Key findings & Interpretation
- High reliance on subsistence agriculture with low cash income. The sample revealed that majority of the people are predominantly rural smallholder households with 74% of respondents listing farming as their main occupation and primary income sources.
- Notably low household income with over 90% of households earning less than UGX 1,000,000 over a six-month period, indicating minimal cash flow and limited capacity to absorb shocks. This income pattern suggests that most households operate close to subsistence levels, relying more on own production than on cash earnings, which restricts their ability to invest in productivity-enhancing inputs, education, and healthcare.
- Despite these constraints, education is clearly prioritized. High enrollment across nursery, primary, and secondary levels demonstrates strong household commitment to schooling as a pathway out of poverty. However, the cost burden of school fees, often ranging between UGX 10,000–500,000 per term, poses a significant strain on already limited incomes. This tension suggests a risk of irregular attendance, dropout, or reliance on coping strategies such as debt or asset sales to meet education costs.
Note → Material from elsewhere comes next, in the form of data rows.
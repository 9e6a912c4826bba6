pub mod ancestry;
pub mod calculator;
pub mod config;
pub mod contract;
pub mod engine;
pub mod error;
pub mod link_referral;
pub mod locks;
pub mod lookup;
pub mod notify;
pub mod receiving;
pub mod resolver;
pub mod sweep;
pub mod texts;
pub mod writer;

pub use ancestry::AncestryWalker;
pub use calculator::{first_time_reward, referral_reward, reward_for_rank, split_reward, RewardSplit};
pub use config::{default_rank_rewards, RewardConfig, RewardContext};
pub use contract::{vesting_definition, vesting_schedule, VestingContract, VestingContractManager};
pub use engine::{IssuanceReport, IssueOutcome, RewardEngine};
pub use error::{Result, RewardError};
pub use locks::{KeyGuard, KeyedLockTable, MOVE_FUNDS_KEY};
pub use lookup::{find_best_attested_ancestor, ReferrerInfo};
pub use notify::{LogMessenger, LogOperatorNotifier, MemoryMessenger, Messenger, OperatorNotifier};
pub use receiving::ReceivingAddressAssigner;
pub use resolver::{ReferralResolver, ResolverState};
pub use sweep::{FundsSweeper, SweepOutcome};
pub use writer::{RetrySummary, RewardLedgerWriter, SendOutcome};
- Health indicators further highlight household vulnerability. The high proportion of respondents reporting chronic illnesses (69%), albeit largely unspecified, alongside the presence of disabilities (42%), points to substantial health-related constraints on labor productivity and household welfare. These conditions likely exacerbate poverty by increasing care responsibilities and healthcare expenses while reducing available labor for farming and income-generating activities.
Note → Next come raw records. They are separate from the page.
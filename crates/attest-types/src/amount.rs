use serde::{Deserialize, Serialize};
use std::fmt;

/// An amount of the ledger's native asset, in indivisible base units.
#[derive(Debug, Clone, Copy, Default, PartialEq, Eq, PartialOrd, Ord, Hash, Serialize, Deserialize)]
#[serde(transparent)]
pub struct NativeAmount(u64);

impl NativeAmount {
    pub const ZERO: Self = Self(0);

    pub fn from_units(units: u64) -> Self {
        Self(units)
    }

    pub fn to_units(&self) -> u64 {
        self.0
    }

    pub fn is_zero(&self) -> bool {
        self.0 == 0
    }

    pub fn checked_add(&self, other: Self) -> Option<Self> {
        self.0.checked_add(other.0).map(Self)
    }

    pub fn checked_sub(&self, other: Self) -> Option<Self> {
        self.0.checked_sub(other.0).map(Self)
    }

    pub fn saturating_add(&self, other: Self) -> Self {
        Self(self.0.saturating_add(other.0))
    }

    pub fn saturating_sub(&self, other: Self) -> Self {
        Self(self.0.saturating_sub(other.0))
    }
}

impl fmt::Display for NativeAmount {
    fn fmt(&self, f: &mut fmt::Formatter<'_>) -> fmt::Result {
        write!(f, "{} bytes", self.0)
    }
}

#[cfg(test)]
mod tests {
    use super::*;

    #[test]
    fn test_arithmetic() {
        let a = NativeAmount::from_units(10);
        let b = NativeAmount::from_units(4);
        assert_eq!(a.checked_add(b), Some(NativeAmount::from_units(14)));
        assert_eq!(b.checked_sub(a), None);
        assert_eq!(b.saturating_sub(a), NativeAmount::ZERO);
        assert!(NativeAmount::ZERO.is_zero());
        assert_eq!(a.to_string(), "10 bytes");
    }
}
- Protection concerns are present though often underreported. While 9.3% of respondents reported experiencing insecurity, domestic-based violence (7.9%) emerged as the most common form. Formal reporting remains low, with 70% of incidents not reported and those who sought help largely relying on local council (LC1) structures, highlighting both limited trust in formal systems and the central role of community-level governance in protection response.
- Strong social cohesion and religious participation emerge as a key social asset, with near-universal attendance at churches or mosques. This suggests the presence of social networks that may provide emotional support, informal assistance, and potential entry points for community-based interventions.
- The assessment also reveals significant social and protection-related vulnerabilities, particularly affecting adolescents and family structures. Over 50% of households reported high rates of teenage pregnancies and early marriages, while more than 30% are headed by single mothers or single fathers. These patterns indicate increasing fragility of household and family systems, driven by poverty, limited educational continuity, weak community protection mechanisms, and inadequate access to sexual and reproductive health information and services. Adolescents especially girls are consequently at heightened risk of early sexual activity, early marriage, exploitation, and long-term socio-economic exclusion, further perpetuating intergenerational poverty.
Overall Interpretation
Overall, the findings present a picture of highly vulnerable rural households characterized by low incomes, subsistence livelihoods, health burdens, and weakening family structures, yet anchored by strong social and religious cohesion.
Structural poverty, low agricultural productivity, and limited access to services interact with social norms and protection gaps to increase risks for women, children, and adolescents.
Addressing these challenges will require integrated interventions that:
- Improve agricultural productivity and market access
- Strengthen household incomes
- Expand access to education and health services
- Enhance adolescent sexual and reproductive health awareness, and
- Reinforce community-based protection and social support systems
Evidence-Based & Community-Led Program Design
It is on the basis of these findings that our projects are designed and implemented, ensuring they are firmly grounded in evidence and responsive to the direct needs identified on the ground.
Our approach emphasizes meaningful community participation in the design of appropriate and context-specific solutions, while deliberately leveraging existing religious institutions and local governance structures to strengthen ownership, effectiveness, and sustainability.